Single-cell genomics has really transformed our understanding of how cells work in health and disease. Do you think single-cell and spatial proteomics will have a similar kind of impact?

Ctortecka: Proteomics has always been a complementary approach to other -omics strategies, and I believe this will hold true again. The genomics or transcriptomics information we’re able to obtain across thousands of cells from a tissue provides invaluable insights into the presence of subpopulations, and possibly their identity markers. With the ability to select for those subpopulations using fluorescence sorting or laser-capture microdissection, we can profile their proteome with high resolution, providing another layer of information. Proteomics currently cannot compete with the throughput of sequencing strategies, but I’m convinced that single-cell and spatial proteomic information will make its way into the clinic and help us provide the missing piece to understand how cells actually make decisions.

What kinds of collaborations are you looking for, and what is an example of a current one? 

Ctortecka: We want to show the Broad community what we can do, and we want to hear from the Broad community what they want to know. We’re really interested in pushing the technology further in order to answer biological questions. Tailoring our approach based on these biological questions is something we’re really excited to do and something we’re becoming very good at.

For example, we’re working on a collaboration with Melina Claussnitzer looking at temporal cell differentiation. We have a cell population very early in development that is being pushed into a specific niche, and we can profile it at single-cell resolution. It’s the first time this has ever been done on the proteome level, and we couldn’t have come up with this approach without our collaboration partner.

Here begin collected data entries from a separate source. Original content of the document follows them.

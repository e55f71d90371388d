// SPDX-License-Identifier: Apache-2.0
// © James Ross Ω FLYING•ROBOTS <https://github.com/flyingrobots>
//! Cross-map listing: `{oldHash, newHash},` per resolved rename.

use crate::diff::RenamePair;

/// Render resolved renames as initializer rows, tokens as written in the
/// diff files.
pub fn render_crossmap(renames: &[RenamePair]) -> String {
    let mut out = String::new();
    for pair in renames {
        out.push_str(&format!("{{{}, {}}},\n", pair.original, pair.new));
    }
    out
}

Carr: We’re learning a lot through these collaborations. There are still challenges, but we’re at a point now where a lot of these things are not physical barriers. They're engineering problems that we just need to find a solution to.

Claudia Ctortecka
Claudia Ctortecka
Credit: Allison Colorado, Broad Communications
Claudia Ctortecka

What are you currently working on to develop these technologies further?

Ctortecka: We’re interested not just in the protein composition of a cell, but also in post-translational modifications at the single-cell level, because those may be more indicative of a cell state and are key to subcellular and intercellular signaling.

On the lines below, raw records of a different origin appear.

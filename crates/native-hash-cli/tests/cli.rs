// SPDX-License-Identifier: Apache-2.0
// © James Ross Ω FLYING•ROBOTS <https://github.com/flyingrobots>
//! Integration tests for the `native-hash-updater` binary.
#![allow(clippy::unwrap_used, clippy::expect_used)]

use std::fs;
use std::path::Path;

use assert_cmd::Command;
use predicates::prelude::*;

fn seed(dir: &Path) {
    fs::write(
        dir.join("b10-b11.txt"),
        "{ 0x4EDE34FBADD967A6, 0x0102030405060708 }\n",
    )
    .unwrap();
    fs::write(
        dir.join("natives.json"),
        r#"{ "SYSTEM": { "0x4EDE34FBADD967A6": { "name": "WAIT" } } }"#,
    )
    .unwrap();
    fs::write(
        dir.join("natives.h"),
        "\tstatic void WAIT(int ms) { invoke<Void>(0x4EDE34FBADD967A6, ms); }\n",
    )
    .unwrap();
}

#[test]
fn run_with_flags_writes_artifacts() {
    let dir = tempfile::tempdir().unwrap();
    seed(dir.path());
    let out = dir.path().join("out");

    Command::cargo_bin("native-hash-updater")
        .unwrap()
        .arg("b10-b11.txt")
        .arg("--input-dir")
        .arg(dir.path())
        .arg("--output-dir")
        .arg(&out)
        .assert()
        .success();

    assert_eq!(
        fs::read_to_string(out.join("natives-b11.h")).unwrap(),
        "\tstatic void WAIT(int ms) { invoke<Void>(0x0102030405060708, ms); }\n"
    );
    assert_eq!(
        fs::read_to_string(out.join("crossmap.txt")).unwrap(),
        "{0x4EDE34FBADD967A6, 0x0102030405060708},\n"
    );
    assert!(out.join("x64natives.dat").is_file());
    assert!(out.join("HashMapData.h").is_file());
    assert!(out.join("native_translation.dat").is_file());
}

#[test]
fn run_with_config_file() {
    let dir = tempfile::tempdir().unwrap();
    seed(dir.path());
    let config = serde_config(dir.path());
    fs::write(dir.path().join("updater.json"), config).unwrap();

    Command::cargo_bin("native-hash-updater")
        .unwrap()
        .arg("--config")
        .arg(dir.path().join("updater.json"))
        .assert()
        .success();

    assert!(dir.path().join("cfg-out").join("renames.txt").is_file());
}

fn serde_config(root: &Path) -> String {
    format!(
        r#"{{
            "diff_files": ["b10-b11.txt"],
            "input_dir": {root:?},
            "output_dir": {out:?},
            "outputs": {{ "crossmap": "renames.txt" }}
        }}"#,
        root = root.display().to_string(),
        out = root.join("cfg-out").display().to_string(),
    )
}

#[test]
fn missing_catalog_fails() {
    let dir = tempfile::tempdir().unwrap();
    seed(dir.path());
    fs::remove_file(dir.path().join("natives.json")).unwrap();

    Command::cargo_bin("native-hash-updater")
        .unwrap()
        .arg("b10-b11.txt")
        .arg("--input-dir")
        .arg(dir.path())
        .assert()
        .failure()
        .stderr(predicate::str::contains("MISSING_INPUT_FILE"));
}

#[test]
fn malformed_diff_file_fails() {
    let dir = tempfile::tempdir().unwrap();
    seed(dir.path());
    fs::write(dir.path().join("b10-b11.txt"), "0x1 -> 0x2\n").unwrap();

    Command::cargo_bin("native-hash-updater")
        .unwrap()
        .arg("b10-b11.txt")
        .arg("--input-dir")
        .arg(dir.path())
        .assert()
        .failure()
        .stderr(predicate::str::contains("MALFORMED_DIFF_LINE"));
}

Carr: Analyzing protein modifications has been a long term interest of mine, and it is an area that the group has focused on since we formed back in 2004. We've developed global methods for analyzing a wide range of post-translational modifications — including phosphorylation, ubiquitylation, and acetylation — from the same sample using serial enrichment strategies. Adapting these methods to spatial or single-cell samples is one of our current challenges. In a recent study we successfully profiled a wide range of histone modifications at the single-cell level.

One of the next challenges for us is looking at phosphorylation and changes in signaling pathways in defined regions of tumor tissue. Characterizing well-described functional phosphorylation patterns and the kinases involved can provide insights to clinically relevant biology.

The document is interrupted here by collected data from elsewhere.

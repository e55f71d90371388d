// SPDX-License-Identifier: Apache-2.0
// © James Ross Ω FLYING•ROBOTS <https://github.com/flyingrobots>
//! IDC naming script for a specific binary build.
//!
//! The address map lists `hash : address` per native compiled into that build.
//! Joining it against the patched header's declarations names every address
//! after its declaration. The join is a read-only filter, run in parallel per
//! declaration; results are collected in declaration order, with each
//! declaration's matches contiguous and in address-map order.

use std::fmt;

use rayon::prelude::*;
use tracing::info;

use crate::hash::HashToken;
use crate::header::Declaration;

/// Fixed script opening.
pub const SCRIPT_PROLOGUE: &str = "\n#include <idc.idc>\n\nstatic main() {\n";

/// Fixed script closing.
pub const SCRIPT_EPILOGUE: &str = "}\n\n";

/// Errors raised while parsing an address map.
#[derive(Debug, Clone, PartialEq, Eq, thiserror::Error)]
pub enum AddressMapError {
    /// A non-blank line without `hash : address` shape.
    #[error("[MALFORMED_ADDRESS_LINE] line {line}: {text:?}")]
    MalformedLine {
        /// 1-based line number.
        line: usize,
        /// The line as read.
        text: String,
    },
}

/// One native's address in a build.
#[derive(Clone, PartialEq, Eq, Debug)]
pub struct AddressEntry {
    /// Native hash.
    pub hash: HashToken,
    /// Address text, copied into the script verbatim.
    pub address: String,
}

/// Parse a colon-delimited address map. Blank lines are skipped.
///
/// # Errors
///
/// Returns [`AddressMapError::MalformedLine`] for a line with no `:` or with
/// an empty side.
pub fn parse_address_map(text: &str) -> Result<Vec<AddressEntry>, AddressMapError> {
    let mut entries = Vec::new();
    for (idx, line) in text.lines().enumerate() {
        if line.trim().is_empty() {
            continue;
        }
        let malformed = || AddressMapError::MalformedLine {
            line: idx + 1,
            text: line.to_owned(),
        };
        let (hash, address) = line.split_once(':').ok_or_else(malformed)?;
        let (hash, address) = (hash.trim(), address.trim());
        if hash.is_empty() || address.is_empty() {
            return Err(malformed());
        }
        entries.push(AddressEntry {
            hash: HashToken::new(hash),
            address: address.to_owned(),
        });
    }
    Ok(entries)
}

/// An address bound to a declaration name.
#[derive(Clone, PartialEq, Eq, Debug)]
pub struct CrossReference {
    /// Address from the map.
    pub address: String,
    /// Declaration name from the header.
    pub name: String,
}

impl fmt::Display for CrossReference {
    fn fmt(&self, f: &mut fmt::Formatter<'_>) -> fmt::Result {
        write!(f, "\tMakeName({}, \"{}\");", self.address, self.name)
    }
}

/// Join declarations against address entries by hash.
///
/// Declarations without a name are ignored; addresses matching no
/// declaration produce nothing.
pub fn cross_reference(
    declarations: &[Declaration<'_>],
    addresses: &[AddressEntry],
) -> Vec<CrossReference> {
    let keys: Vec<String> = addresses.iter().map(|entry| entry.hash.key()).collect();

    let references: Vec<CrossReference> = declarations
        .par_iter()
        .filter_map(|decl| decl.name.map(|name| (decl.hash.digits(), name)))
        .flat_map_iter(|(key, name)| {
            addresses
                .iter()
                .zip(&keys)
                .filter(move |(_, entry_key)| **entry_key == key)
                .map(move |(entry, _)| CrossReference {
                    address: entry.address.clone(),
                    name: name.to_owned(),
                })
        })
        .collect();

    info!(
        "matched {} addresses against {} declarations",
        references.len(),
        declarations.len()
    );
    references
}

/// Render the full script.
pub fn render_script(references: &[CrossReference]) -> String {
    let mut out = String::from(SCRIPT_PROLOGUE);
    for reference in references {
        out.push_str(&reference.to_string());
        out.push('\n');
    }
    out.push_str(SCRIPT_EPILOGUE);
    out
}

#[cfg(test)]
mod tests {
    #![allow(clippy::unwrap_used)]
    use super::*;
    use crate::header::parse_declaration;

    const HEADER: [&str; 4] = [
        "namespace SYSTEM {",
        "\tstatic void WAIT(int ms) { invoke<Void>(0x4EDE34FBADD967A6, ms); }",
        "\tstatic int TIMERA() { return invoke<int>(0x83666F9FB8FEBD4B); }",
        "}",
    ];

    fn declarations() -> Vec<Declaration<'static>> {
        HEADER.iter().copied().filter_map(parse_declaration).collect()
    }

    #[test]
    fn address_map_lines_are_trimmed() {
        let map = parse_address_map("0x4EDE34FBADD967A6 : 0x1402A3B10\n\n  0x83666F9FB8FEBD4B:0x140001000  \n").unwrap();
        assert_eq!(
            map,
            vec![
                AddressEntry {
                    hash: HashToken::new("0x4EDE34FBADD967A6"),
                    address: "0x1402A3B10".to_owned(),
                },
                AddressEntry {
                    hash: HashToken::new("0x83666F9FB8FEBD4B"),
                    address: "0x140001000".to_owned(),
                },
            ]
        );
    }

    #[test]
    fn malformed_address_line_is_rejected() {
        assert_eq!(
            parse_address_map("0x1 : 0x2\nno colon here").unwrap_err(),
            AddressMapError::MalformedLine {
                line: 2,
                text: "no colon here".to_owned(),
            }
        );
        assert!(parse_address_map(" : 0x2").is_err());
    }

    #[test]
    fn join_follows_declaration_order() {
        let addresses = parse_address_map(
            "0x83666F9FB8FEBD4B : 0x3000\n0x4ede34fbadd967a6 : 0x1000\n0xFFFFFFFFFFFFFFFF : 0x9999\n0x4EDE34FBADD967A6 : 0x2000\n",
        )
        .unwrap();
        let refs = cross_reference(&declarations(), &addresses);
        let rendered: Vec<String> = refs.iter().map(ToString::to_string).collect();
        assert_eq!(
            rendered,
            vec![
                "\tMakeName(0x1000, \"WAIT\");",
                "\tMakeName(0x2000, \"WAIT\");",
                "\tMakeName(0x3000, \"TIMERA\");",
            ]
        );
    }

    #[test]
    fn script_has_fixed_frame() {
        let refs = [CrossReference {
            address: "0x1000".to_owned(),
            name: "WAIT".to_owned(),
        }];
        assert_eq!(
            render_script(&refs),
            "\n#include <idc.idc>\n\nstatic main() {\n\tMakeName(0x1000, \"WAIT\");\n}\n\n"
        );
        assert_eq!(render_script(&[]), format!("{SCRIPT_PROLOGUE}{SCRIPT_EPILOGUE}"));
    }
}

Ctortecka: Another challenge is developing informatics that can confidently identify and quantify proteins or post-translational modifications with minimal sample input. Interpreting the complex data we generate with our increasingly fast and sensitive mass spectrometers requires a lot of expertise, since analysis software increasingly relies on machine learning. The field started out using machine learning to distinguish between true positives and false positives, but now we’re using it to predict diverse parameters and evaluate how confident our identifications are.

Carr: The advances that have occurred over just the past few years in the field of proteomics, while astonishing, are just a prelude to what is likely to come over the next few years.